*The data*:
//! SocketCAN transport (Linux).

use std::io;
use std::time::Duration;

use ::socketcan::{CanFrame, CanSocket, EmbeddedFrame, ExtendedId, Frame, Id, Socket, StandardId};
use tracing::{debug, info, trace};

use super::traits::{CanTransport, TransportError};

/// Raw CAN socket bound to one interface and one request/response id pair.
pub struct SocketCanTransport {
    socket: CanSocket,
    interface: String,
    request_id: u32,
    response_id: u32,
    tx_id: Id,
    extended: bool,
    read_timeout: Duration,
}

impl SocketCanTransport {
    /// Open `interface` (e.g. `can0`, `vcan0`).
    ///
    /// `extended` selects 29-bit identifiers; otherwise both ids must fit
    /// in 11 bits.
    pub fn open(
        interface: &str,
        request_id: u32,
        response_id: u32,
        extended: bool,
        read_timeout: Duration,
    ) -> Result<Self, TransportError> {
        let tx_id = make_id(response_id, extended)?;
        make_id(request_id, extended)?;

        let socket = CanSocket::open(interface).map_err(|e| TransportError::OpenFailed {
            interface: interface.to_string(),
            message: e.to_string(),
        })?;
        socket.set_read_timeout(read_timeout)?;

        info!(
            interface = %interface,
            request_id = format!("0x{:X}", request_id),
            response_id = format!("0x{:X}", response_id),
            extended,
            "SocketCAN transport opened"
        );

        Ok(Self {
            socket,
            interface: interface.to_string(),
            request_id,
            response_id,
            tx_id,
            extended,
            read_timeout,
        })
    }

    pub fn interface(&self) -> &str {
        &self.interface
    }
}

fn make_id(raw: u32, extended: bool) -> Result<Id, TransportError> {
    if extended {
        ExtendedId::new(raw)
            .map(Id::Extended)
            .ok_or(TransportError::InvalidId(raw))
    } else {
        u16::try_from(raw)
            .ok()
            .and_then(StandardId::new)
            .map(Id::Standard)
            .ok_or(TransportError::InvalidId(raw))
    }
}

impl CanTransport for SocketCanTransport {
    fn send(&self, data: &[u8]) -> Result<(), TransportError> {
        let frame = CanFrame::new(self.tx_id, data)
            .ok_or_else(|| TransportError::WriteFailed(format!("invalid payload length {}", data.len())))?;
        self.socket
            .write_frame(&frame)
            .map_err(|e| TransportError::WriteFailed(e.to_string()))?;
        trace!(id = format!("0x{:X}", self.response_id), len = data.len(), "CAN TX");
        Ok(())
    }

    fn recv(&self) -> Result<Vec<u8>, TransportError> {
        loop {
            let frame = match self.socket.read_frame() {
                Ok(frame) => frame,
                Err(e) if matches!(e.kind(), io::ErrorKind::WouldBlock | io::ErrorKind::TimedOut) => {
                    return Err(TransportError::Timeout {
                        timeout_ms: self.read_timeout.as_millis() as u64,
                    });
                }
                Err(e) if e.kind() == io::ErrorKind::NotConnected => {
                    return Err(TransportError::Disconnected);
                }
                Err(e) => return Err(TransportError::ReadFailed(e.to_string())),
            };

            let CanFrame::Data(frame) = frame else {
                debug!("Ignoring non-data CAN frame");
                continue;
            };
            if frame.raw_id() != self.request_id || frame.is_extended() != self.extended {
                continue;
            }
            trace!(id = format!("0x{:X}", self.request_id), len = frame.data().len(), "CAN RX");
            return Ok(frame.data().to_vec());
        }
    }

    fn is_connected(&self) -> bool {
        true
    }

    fn request_id(&self) -> u32 {
        self.request_id
    }

    fn response_id(&self) -> u32 {
        self.response_id
    }
}
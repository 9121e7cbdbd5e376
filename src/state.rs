//! Score, combo and move-budget bookkeeping, plus the level descriptors that
//! seed it.

use serde::{Deserialize, Serialize};

/// Points awarded per matched tile before any multiplier.
pub const POINTS_PER_TILE: u32 = 100;
/// Highest combo multiplier reachable.
pub const MAX_COMBO: u32 = 5;
/// Target score of the endless pseudo-level.
pub const ENDLESS_TARGET_SCORE: u32 = 99_999;

/// A level descriptor.
///
/// Only `stars` and `is_unlocked` ever change, and only through the progress
/// store after a session ends.
#[derive(Clone, Debug, PartialEq, Eq, Serialize, Deserialize)]
#[serde(rename_all = "camelCase")]
pub struct Level {
    pub number: u32,
    pub target_score: u32,
    pub moves_limit: u32,
    pub objectives: Vec<String>,
    pub min_word_length: u32,
    pub stars: u8,
    pub is_unlocked: bool,
}

impl Level {
    fn built_in(
        number: u32,
        target_score: u32,
        moves_limit: u32,
        objectives: &[&str],
        min_word_length: u32,
    ) -> Self {
        Level {
            number,
            target_score,
            moves_limit,
            objectives: objectives.iter().map(|s| s.to_string()).collect(),
            min_word_length,
            stars: 0,
            is_unlocked: number == 1,
        }
    }

    /// The ten built-in levels. Only level 1 starts unlocked.
    pub fn catalog() -> Vec<Level> {
        vec![
            Level::built_in(1, 1000, 20, &["Score 1000 points"], 3),
            Level::built_in(2, 1500, 18, &["Score 1500 points", "Form 3 words of 5+ letters"], 3),
            Level::built_in(3, 2000, 15, &["Score 2000 points", "Form 10 words"], 4),
            Level::built_in(4, 2500, 20, &["Score 2500 points"], 3),
            Level::built_in(5, 3000, 15, &["Score 3000 points", "Form 5 words of 6+ letters"], 4),
            Level::built_in(6, 3500, 12, &["Score 3500 points"], 4),
            Level::built_in(7, 4000, 18, &["Score 4000 points", "Form 15 words"], 3),
            Level::built_in(8, 4500, 10, &["Score 4500 points"], 4),
            Level::built_in(9, 5000, 15, &["Score 5000 points", "Form 7 words of 6+ letters"], 4),
            Level::built_in(10, 6000, 20, &["Score 6000 points", "Form 20 words"], 3),
        ]
    }

    /// Star rating for a final score: 3 at twice the target, 2 at one and a
    /// half times (rounded down), 1 at the target, otherwise 0.
    pub fn calculate_stars(&self, score: u32) -> u8 {
        let target = u64::from(self.target_score);
        let score = u64::from(score);
        if score >= target * 2 {
            3
        } else if score >= target * 3 / 2 {
            2
        } else if score >= target {
            1
        } else {
            0
        }
    }
}

/// What kind of session is being played.
#[derive(Clone, Debug, PartialEq, Eq)]
pub enum GameMode {
    /// Finite moves, scored against the level's target.
    Level(Level),
    /// Unlimited moves; ends only when the player exits.
    Endless,
}

impl GameMode {
    pub fn is_endless(&self) -> bool {
        matches!(self, GameMode::Endless)
    }
}

/// Terminal result of a session.
#[derive(Clone, Debug, PartialEq, Eq)]
pub struct GameOver {
    pub won: bool,
    pub score: u32,
    /// Always empty: word formation is not tracked.
    pub longest_word: String,
}

/// Mutable per-session bookkeeping, written only by the resolution engine.
#[derive(Clone, Debug, PartialEq, Eq)]
pub struct GameState {
    score: u32,
    moves_remaining: Option<u32>,
    moves_made: u32,
    combo_multiplier: u32,
    level_number: u32,
    target_score: u32,
    moves_limit: Option<u32>,
    longest_word: String,
}

impl GameState {
    /// Fresh state for a level: score 0, combo 1, full move budget.
    pub fn for_level(level: &Level) -> Self {
        GameState {
            score: 0,
            moves_remaining: Some(level.moves_limit),
            moves_made: 0,
            combo_multiplier: 1,
            level_number: level.number,
            target_score: level.target_score,
            moves_limit: Some(level.moves_limit),
            longest_word: String::new(),
        }
    }

    /// Fresh state for endless play: level 0 with an unlimited move budget.
    pub fn endless() -> Self {
        GameState {
            score: 0,
            moves_remaining: None,
            moves_made: 0,
            combo_multiplier: 1,
            level_number: 0,
            target_score: ENDLESS_TARGET_SCORE,
            moves_limit: None,
            longest_word: String::new(),
        }
    }

    pub fn for_mode(mode: &GameMode) -> Self {
        match mode {
            GameMode::Level(level) => GameState::for_level(level),
            GameMode::Endless => GameState::endless(),
        }
    }

    pub fn score(&self) -> u32 {
        self.score
    }

    /// Remaining moves, or `None` when the budget is unlimited.
    pub fn moves_remaining(&self) -> Option<u32> {
        self.moves_remaining
    }

    /// Number of move-consuming swaps played so far.
    pub fn moves_made(&self) -> u32 {
        self.moves_made
    }

    pub fn combo_multiplier(&self) -> u32 {
        self.combo_multiplier
    }

    pub fn level_number(&self) -> u32 {
        self.level_number
    }

    pub fn target_score(&self) -> u32 {
        self.target_score
    }

    pub fn moves_limit(&self) -> Option<u32> {
        self.moves_limit
    }

    pub fn longest_word(&self) -> &str {
        &self.longest_word
    }

    /// Adds `points × combo_multiplier` to the score and returns the amount added.
    ///
    /// Callers pass points that already include the multiplier once, so the
    /// multiplier ends up applied twice. Kept as-is; tests pin the resulting
    /// growth.
    pub fn add_score(&mut self, points: u32) -> u32 {
        let gained = points.saturating_mul(self.combo_multiplier);
        self.score = self.score.saturating_add(gained);
        gained
    }

    pub fn increment_combo(&mut self) {
        self.combo_multiplier = (self.combo_multiplier + 1).min(MAX_COMBO);
    }

    pub fn reset_combo(&mut self) {
        self.combo_multiplier = 1;
    }

    /// Charges one move. Unlimited budgets only count it.
    pub fn consume_move(&mut self) {
        self.moves_made += 1;
        if let Some(remaining) = self.moves_remaining.as_mut() {
            *remaining = remaining.saturating_sub(1);
        }
    }

    /// True once a limited budget has been spent.
    pub fn out_of_moves(&self) -> bool {
        self.moves_remaining == Some(0)
    }

    pub fn has_won(&self) -> bool {
        self.score >= self.target_score
    }

    /// Snapshot of the result at this point.
    pub fn game_over(&self, won: bool) -> GameOver {
        GameOver {
            won,
            score: self.score,
            longest_word: self.longest_word.clone(),
        }
    }
}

*Aim of the exercise*: Check each line above for the word "bookkeeping", and copy the lines where it appears.

*Exercise result*:
//! Score, combo and move-budget bookkeeping, plus the level descriptors that
/// Mutable per-session bookkeeping, written only by the resolution engine.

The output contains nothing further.